LABUANBAJOVOICE.COM — Pemerintah tengah mempersiapkan kebijakan besar yang akan meringankan beban jutaan warga miskin di Indonesia. Melalui rencana pemutihan tunggakan iuran BPJS Kesehatan, masyarakat dengan kriteria tertentu yang sebelumnya menunggak iuran akan mendapat penghapusan sebagian utang mereka.

Kebijakan ini menjadi bagian dari upaya pemerintah memperkuat sistem jaminan kesehatan nasional agar lebih inklusif dan berkeadilan, sekaligus memastikan tidak ada warga yang kehilangan akses layanan kesehatan hanya karena keterbatasan ekonomi.
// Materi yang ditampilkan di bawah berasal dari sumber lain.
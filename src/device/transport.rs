//! Serial transport: handshake, blocking read loop and reconnect supervision.
//!
//! ```text
//!   Idle → Handshaking → Connected ─(I/O error / EOF)→ Reconnecting ─(delay)→ Handshaking …
//!                            └──────────── close() ──────────────→ Closed
//! ```
//!
//! One dedicated thread owns the read half of the port and feeds the
//! [`FrameReassembler`]; frames are handed to a [`LinkHandler`] synchronously
//! from that thread. Writes go through [`Transport::send`] on a cloned port
//! handle.

use std::io::{self, Read, Write};
use std::sync::atomic::{AtomicBool, Ordering};
use std::sync::{Arc, Mutex};
use std::thread::{self, JoinHandle};
use std::time::{Duration, Instant};

use serialport::{DataBits, FlowControl, Parity, SerialPort, StopBits};
use tracing::{debug, info, warn};

use super::framing::{encode_outer_frame, FrameReassembler};
use super::lock;
use super::protocol::{WS_UPGRADE_REQUEST, WS_UPGRADE_RESPONSE};
use crate::config::LinkConfig;
use crate::error::{DeviceError, Result};

/// A byte-level duplex link to the device
pub trait SerialLink: Read + Write + Send {
    fn set_read_timeout(&mut self, timeout: Duration) -> io::Result<()>;

    /// Independent handle to the same link, used as the write half
    fn try_clone_link(&self) -> io::Result<Box<dyn SerialLink>>;
}

impl SerialLink for Box<dyn SerialPort> {
    fn set_read_timeout(&mut self, timeout: Duration) -> io::Result<()> {
        self.set_timeout(timeout).map_err(io::Error::from)
    }

    fn try_clone_link(&self) -> io::Result<Box<dyn SerialLink>> {
        let clone = self.try_clone().map_err(io::Error::from)?;
        Ok(Box::new(clone))
    }
}

/// Opens fresh links; called once per (re)connect attempt
pub trait Connector: Send + Sync {
    fn port_name(&self) -> &str;
    fn open(&self) -> Result<Box<dyn SerialLink>>;
}

/// Opens a real serial port at 8N1 without flow control
#[derive(Debug, Clone)]
pub struct SerialConnector {
    path: String,
    baud_rate: u32,
}

impl SerialConnector {
    pub fn new(path: impl Into<String>, baud_rate: u32) -> Self {
        Self {
            path: path.into(),
            baud_rate,
        }
    }
}

impl Connector for SerialConnector {
    fn port_name(&self) -> &str {
        &self.path
    }

    fn open(&self) -> Result<Box<dyn SerialLink>> {
        debug!("Opening {} at {} baud", self.path, self.baud_rate);
        let port = serialport::new(&self.path, self.baud_rate)
            .data_bits(DataBits::Eight)
            .parity(Parity::None)
            .stop_bits(StopBits::One)
            .flow_control(FlowControl::None)
            .timeout(Duration::from_millis(500))
            .open()?;
        Ok(Box::new(port))
    }
}

/// Receives lifecycle notifications and frames from the read thread
pub trait LinkHandler: Send + Sync {
    fn on_connected(&self, port: &str);
    fn on_frame(&self, body: &[u8]);
    fn on_disconnected(&self, port: &str, reason: Option<&str>);
}

/// Connection lifecycle
#[derive(Debug, Clone, Copy, PartialEq, Eq)]
pub enum LinkState {
    Idle,
    Handshaking,
    Connected,
    Reconnecting,
    Closed,
}

struct Shared {
    connector: Box<dyn Connector>,
    config: LinkConfig,
    handler: Arc<dyn LinkHandler>,
    writer: Mutex<Option<Box<dyn SerialLink>>>,
    state: Mutex<LinkState>,
    closed: AtomicBool,
    /// Set by a failed write so the read thread tears the link down
    fault: Mutex<Option<String>>,
}

/// Owner of the physical connection
pub struct Transport {
    shared: Arc<Shared>,
    supervisor: Mutex<Option<JoinHandle<()>>>,
}

impl Transport {
    /// Open the link, perform the handshake and start the read thread.
    ///
    /// Blocks for the duration of the handshake; a handshake that exhausts
    /// its attempts is returned as [`DeviceError::HandshakeFailure`].
    pub fn connect(
        connector: Box<dyn Connector>,
        config: LinkConfig,
        handler: Arc<dyn LinkHandler>,
    ) -> Result<Self> {
        let shared = Arc::new(Shared {
            connector,
            config,
            handler,
            writer: Mutex::new(None),
            state: Mutex::new(LinkState::Idle),
            closed: AtomicBool::new(false),
            fault: Mutex::new(None),
        });

        let link = match shared.establish() {
            Ok(link) => link,
            Err(e) => {
                shared.set_state(LinkState::Idle);
                return Err(e);
            }
        };

        let supervisor_shared = shared.clone();
        let supervisor = thread::Builder::new()
            .name("loupedeck-read".to_string())
            .spawn(move || supervisor_shared.supervise(link))?;

        Ok(Self {
            shared,
            supervisor: Mutex::new(Some(supervisor)),
        })
    }

    pub fn state(&self) -> LinkState {
        *lock(&self.shared.state)
    }

    pub fn port_name(&self) -> &str {
        self.shared.connector.port_name()
    }

    /// Write one body wrapped in its transport header.
    ///
    /// A failed write tears the link down and hands over to reconnect; the
    /// write itself is not retried.
    pub fn send(&self, body: &[u8]) -> Result<()> {
        if self.shared.closed.load(Ordering::Acquire) {
            return Err(DeviceError::Closed);
        }

        let frame = encode_outer_frame(body);
        let mut writer = lock(&self.shared.writer);
        let link = writer.as_mut().ok_or(DeviceError::NotConnected)?;

        if let Err(e) = link.write_all(&frame).and_then(|_| link.flush()) {
            warn!("Write to {} failed: {}", self.port_name(), e);
            *writer = None;
            *lock(&self.shared.fault) = Some(e.to_string());
            return Err(DeviceError::LinkIo(e));
        }
        Ok(())
    }

    /// Shut the link down for good; auto-reconnect is suppressed.
    pub fn close(&self) {
        if self.shared.closed.swap(true, Ordering::AcqRel) {
            return;
        }
        info!("Closing connection to {}", self.port_name());
        lock(&self.shared.writer).take();

        if let Some(handle) = lock(&self.supervisor).take() {
            if handle.thread().id() != thread::current().id() {
                let _ = handle.join();
            }
        }
        self.shared.set_state(LinkState::Closed);
    }
}

impl Drop for Transport {
    fn drop(&mut self) {
        self.close();
    }
}

impl Shared {
    fn set_state(&self, state: LinkState) {
        let mut current = lock(&self.state);
        if *current != state {
            debug!("Link state {:?} -> {:?}", *current, state);
            *current = state;
        }
    }

    fn is_closed(&self) -> bool {
        self.closed.load(Ordering::Acquire)
    }

    /// Open a link, handshake, and install its write half
    fn establish(&self) -> Result<Box<dyn SerialLink>> {
        self.set_state(LinkState::Handshaking);

        let mut link = self.connector.open()?;
        perform_handshake(link.as_mut(), &self.config)?;
        link.set_read_timeout(self.config.read_poll_interval)?;
        let writer = link.try_clone_link()?;

        {
            // close() flags first and then clears the writer, so checking
            // under the writer lock never leaves a link behind a closed transport
            let mut slot = lock(&self.writer);
            if self.is_closed() {
                return Err(DeviceError::Closed);
            }
            lock(&self.fault).take();
            *slot = Some(writer);
        }
        self.set_state(LinkState::Connected);

        info!("Connected to {}", self.connector.port_name());
        self.handler.on_connected(self.connector.port_name());
        Ok(link)
    }

    /// Body of the read thread: read until the link fails, then reconnect
    fn supervise(self: Arc<Self>, mut link: Box<dyn SerialLink>) {
        let port = self.connector.port_name().to_string();
        loop {
            let reason = self.read_loop(link.as_mut());
            lock(&self.writer).take();
            drop(link);

            if self.is_closed() {
                self.set_state(LinkState::Closed);
                self.handler.on_disconnected(&port, None);
                return;
            }

            warn!(
                "Lost connection to {}: {}",
                port,
                reason.as_deref().unwrap_or("unknown")
            );
            self.handler.on_disconnected(&port, reason.as_deref());

            match self.reconnect() {
                Some(next) => link = next,
                None => {
                    self.set_state(LinkState::Closed);
                    self.handler.on_disconnected(&port, None);
                    return;
                }
            }
        }
    }

    /// Returns the reason the link went down, `None` when closed by the caller
    fn read_loop(&self, link: &mut dyn SerialLink) -> Option<String> {
        let mut reassembler = FrameReassembler::new();
        let mut buf = [0u8; 1024];

        loop {
            if self.is_closed() {
                return None;
            }
            if let Some(fault) = lock(&self.fault).take() {
                return Some(fault);
            }

            match link.read(&mut buf) {
                Ok(0) => return Some("end of stream".to_string()),
                Ok(n) => {
                    for frame in reassembler.feed(&buf[..n]) {
                        self.handler.on_frame(&frame);
                    }
                }
                Err(e)
                    if matches!(
                        e.kind(),
                        io::ErrorKind::TimedOut
                            | io::ErrorKind::WouldBlock
                            | io::ErrorKind::Interrupted
                    ) =>
                {
                    continue
                }
                Err(e) => {
                    if self.is_closed() {
                        return None;
                    }
                    return Some(e.to_string());
                }
            }
        }
    }

    /// Retry [`Shared::establish`] every reconnect interval until it succeeds or the link is closed
    fn reconnect(&self) -> Option<Box<dyn SerialLink>> {
        loop {
            self.set_state(LinkState::Reconnecting);
            if !self.sleep_unless_closed(self.config.reconnect_interval) {
                return None;
            }

            match self.establish() {
                Ok(link) => return Some(link),
                Err(DeviceError::Closed) => return None,
                Err(e) => warn!("Reconnect to {} failed: {}", self.connector.port_name(), e),
            }
        }
    }

    /// Sleep in poll-sized slices; false if the link was closed meanwhile
    fn sleep_unless_closed(&self, duration: Duration) -> bool {
        let deadline = Instant::now() + duration;
        loop {
            if self.is_closed() {
                return false;
            }
            let now = Instant::now();
            if now >= deadline {
                return true;
            }
            thread::sleep((deadline - now).min(self.config.read_poll_interval));
        }
    }
}

/// Send the upgrade request until the device answers with `HTTP/1.1`
fn perform_handshake(link: &mut dyn SerialLink, config: &LinkConfig) -> Result<()> {
    let attempts = config.handshake_attempts.max(1);
    let mut last_error = String::new();

    for attempt in 1..=attempts {
        match try_handshake(link, config.handshake_timeout) {
            Ok(()) => {
                debug!("Handshake succeeded on attempt {}", attempt);
                return Ok(());
            }
            Err(e) => {
                warn!("Handshake attempt {} failed: {}", attempt, e);
                last_error = e.to_string();
                if attempt < attempts {
                    thread::sleep(config.handshake_retry_delay);
                }
            }
        }
    }

    Err(DeviceError::HandshakeFailure {
        attempts,
        reason: last_error,
    })
}

fn try_handshake(link: &mut dyn SerialLink, timeout: Duration) -> io::Result<()> {
    link.set_read_timeout(timeout)?;
    link.write_all(WS_UPGRADE_REQUEST.as_bytes())?;
    link.flush()?;

    let expected = WS_UPGRADE_RESPONSE.as_bytes();
    let deadline = Instant::now() + timeout;
    let mut response = Vec::new();
    let mut buf = [0u8; 1024];

    while response.len() < expected.len() {
        if Instant::now() >= deadline {
            return Err(io::Error::new(
                io::ErrorKind::TimedOut,
                "no response received during the handshake",
            ));
        }
        let n = link.read(&mut buf)?;
        if n == 0 {
            return Err(io::Error::new(
                io::ErrorKind::UnexpectedEof,
                "link closed during the handshake",
            ));
        }
        response.extend_from_slice(&buf[..n]);
    }

    if response[..expected.len()].eq_ignore_ascii_case(expected) {
        Ok(())
    } else {
        Err(io::Error::new(
            io::ErrorKind::InvalidData,
            format!(
                "invalid handshake response: {}",
                String::from_utf8_lossy(&response)
            ),
        ))
    }
}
Direktur Utama BPJS Kesehatan, Ali Ghufron Mukti, menjelaskan bahwa program pemutihan tersebut ditujukan untuk masyarakat miskin yang dulunya merupakan peserta mandiri dan memiliki tunggakan, tetapi kini telah beralih menjadi peserta Penerima Bantuan Iuran (PBI) atau Pekerja Bukan Penerima Upah (PBPU) Pemda.

“Jadi pemutihan itu intinya bagaimana untuk orang yang sudah istilahnya pindah komponen, dulunya itu katakanlah mandiri, sendiri membayar, lalu nunggak, padahal dia sudah pindah ke PBI, tapi masih punya tunggakan, atau dibayari oleh pemerintah daerah gitu, PBU Pemda istilahnya. Nah itu masih punya tunggakan, tunggakan itu untuk dihapus gitu,” ujar Ghufron usai bertemu dengan Menteri Keuangan Purbaya Yudhi Sadewa di kantor Kementerian Keuangan, dikutip dari CNBC Indonesia, Rabu (22/10).

Langkah ini, menurut Ghufron, diambil agar warga yang kini masuk kategori penerima bantuan tidak lagi terbebani utang lama yang timbul saat mereka masih berstatus peserta mandiri.

Ghufron menegaskan bahwa penghapusan tunggakan akan dilakukan maksimal untuk 24 bulan atau dua tahun masa iuran.

“Kalau pun tahun 2014 mulai ya tetap kita anggap 2 tahun dan tetap maksimal itu kita bebaskan 2 tahun itu,” jelasnya.

Dengan demikian, tunggakan yang melebihi dua tahun tetap tercatat, meskipun prioritas penghapusan difokuskan pada periode dua tahun terakhir agar tidak mengganggu stabilitas administrasi dan keuangan BPJS Kesehatan.

Ghufron menegaskan BPJS Kesehatan tidak dapat menghapus seluruh tunggakan peserta karena hal tersebut akan menimbulkan beban administratif dan keuangan yang besar bagi lembaga. Oleh karena itu, kebijakan ini dirancang agar tetap realistis dan berkelanjutan.

“Kalau seluruhnya dihapus, akan membebani administrasi BPJS Kesehatan. Karena itu, pembahasan difokuskan pada solusi yang adil dan efisien,” ujarnya menambahkan.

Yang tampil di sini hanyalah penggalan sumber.